Eligibility criteria

• Inclusion Criteria:
• • Must be at least ≥ 18 years of age
• • Histologically proven squamous cell carcinoma of the head and neck (HNSCC), amenable to salvage surgery. p16 positive and negative allowed. Squamous cell carcinoma of the oral cavity, larynx, hypopharynx, oropharynx, nasopharynx, sinonasal carcinoma and cancer of unknown primary (squamous cell carcinoma only) are all allowed. They will be allowed to have up to 3 different regimens after diagnosed of recurrent or metastatic HNSCC
• • Oropharyngeal tumors must have p16 or human papillomavirus (HPV) testing done
• • The tumor tissues must be available and banked (- 80°C) at the time of salvage surgery (1st informed consent form \[ICF\] must be signed)

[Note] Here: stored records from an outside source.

//! Notification fanout.
//!
//! The engine hands every committed mutation to an [`EventPublisher`].
//! Publishing happens after the store write, so a publish failure cannot be
//! rolled back; it is logged and the operation still succeeds.

mod broadcast;
#[cfg(feature = "kafka")]
mod kafka;

pub use broadcast::{BroadcastPublisher, DEFAULT_CHANNEL_CAPACITY};
#[cfg(feature = "kafka")]
pub use kafka::KafkaPublisher;

use async_trait::async_trait;
use social_graph_shared::{DomainEvent, EventKind};
use thiserror::Error;
use tracing::{debug, warn};

/// Errors that can occur while publishing an event.
#[derive(Error, Debug)]
pub enum PublishError {
    /// The event could not be encoded.
    #[error("Serialization error: {0}")]
    Serialization(String),

    /// The transport refused or failed to deliver the event.
    #[error("Transport error: {0}")]
    Transport(String),
}

impl PublishError {
    /// Create a transport error.
    pub fn transport(msg: impl Into<String>) -> Self {
        Self::Transport(msg.into())
    }
}

impl From<serde_json::Error> for PublishError {
    fn from(err: serde_json::Error) -> Self {
        Self::Serialization(err.to_string())
    }
}

/// Sink for domain events.
#[async_trait]
pub trait EventPublisher: Send + Sync {
    /// Publish a single event.
    ///
    /// # Returns
    ///
    /// * `Ok(())` - The event was handed to the transport
    /// * `Err(PublishError)` - The event could not be published
    async fn publish(&self, event: &DomainEvent) -> Result<(), PublishError>;
}

/// Publisher that drops every event.
#[derive(Debug, Default, Clone, Copy)]
pub struct NoopPublisher;

#[async_trait]
impl EventPublisher for NoopPublisher {
    async fn publish(&self, event: &DomainEvent) -> Result<(), PublishError> {
        debug!(event = event.name(), "Dropping event");
        Ok(())
    }
}

/// Stamp and publish an event, logging instead of failing.
pub(crate) async fn emit(publisher: &dyn EventPublisher, kind: EventKind) {
    let event = DomainEvent::now(kind);
    if let Err(e) = publisher.publish(&event).await {
        warn!(event = event.name(), error = %e, "Failed to publish event");
    }
}

#[cfg(test)]
mod tests {
    use super::*;
    use social_graph_shared::StoryId;

    struct FailingPublisher;

    #[async_trait]
    impl EventPublisher for FailingPublisher {
        async fn publish(&self, _event: &DomainEvent) -> Result<(), PublishError> {
            Err(PublishError::transport("broker down"))
        }
    }

    #[tokio::test]
    async fn test_emit_swallows_publish_failures() {
        emit(
            &FailingPublisher,
            EventKind::StoryDeleted {
                story_id: StoryId::new("s1"),
            },
        )
        .await;
    }

    #[tokio::test]
    async fn test_noop_publisher_accepts_everything() {
        let event = DomainEvent::now(EventKind::StoryDeleted {
            story_id: StoryId::new("s1"),
        });
        assert!(NoopPublisher.publish(&event).await.is_ok());
    }
}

• • Recurrent and/or metastatic HNSCC that has failed standard chemotherapy and immunotherapy. Eligible subjects must have progressed on ≥ 2 lines of standard of care prior to starting trial therapy. For patients who have relapsed within 6 months of systemic therapy given with curative intent, that therapy will count as a line of metastatic therapy. Eligible subjects will have no restriction on prior lines of therapy in the metastatic/advanced disease setting
• • The tumors should be measurable by Response Evaluation Criteria in Solid Tumors (RECIST) criteria
• • Must have enough tissue collected after salvage surgery to make at least 3 doses of vaccine (minimum weight of the resectable tumor tissue is ≥ .5 grams) and adequate cellularity (\> 40% cellularity) assessed by the head and neck pathologists
• • Eastern Cooperative Oncology Group (ECOG) performance status 0, 1 or 2
• • Absolute neutrophil count ≥ 1,500 cells/uL
• • Platelets ≥ 100,000/uL
• • Hemoglobin ≥ 9.0g/dL (may receive packed red blood cell \[prbc\] transfusion)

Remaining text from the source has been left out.